Exercise input START

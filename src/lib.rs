//! Discrete-event simulator for household equipment driven by timed
//! switch-on, switch-off and set-power events.

pub mod config;
/// Lamp, fan and heat pump models and the role interfaces they expose.
pub mod equipment;
pub mod error;
pub mod io;
/// Strategies splitting a heat pump's power budget across its sub-loads.
pub mod policy;
pub mod runner;
/// Events, their queue and the engine executing them.
pub mod sim;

Exercise input END

Required action: Look over the material above and report each line holding "pump".

Task answer:
/// Lamp, fan and heat pump models and the role interfaces they expose.
/// Strategies splitting a heat pump's power budget across its sub-loads.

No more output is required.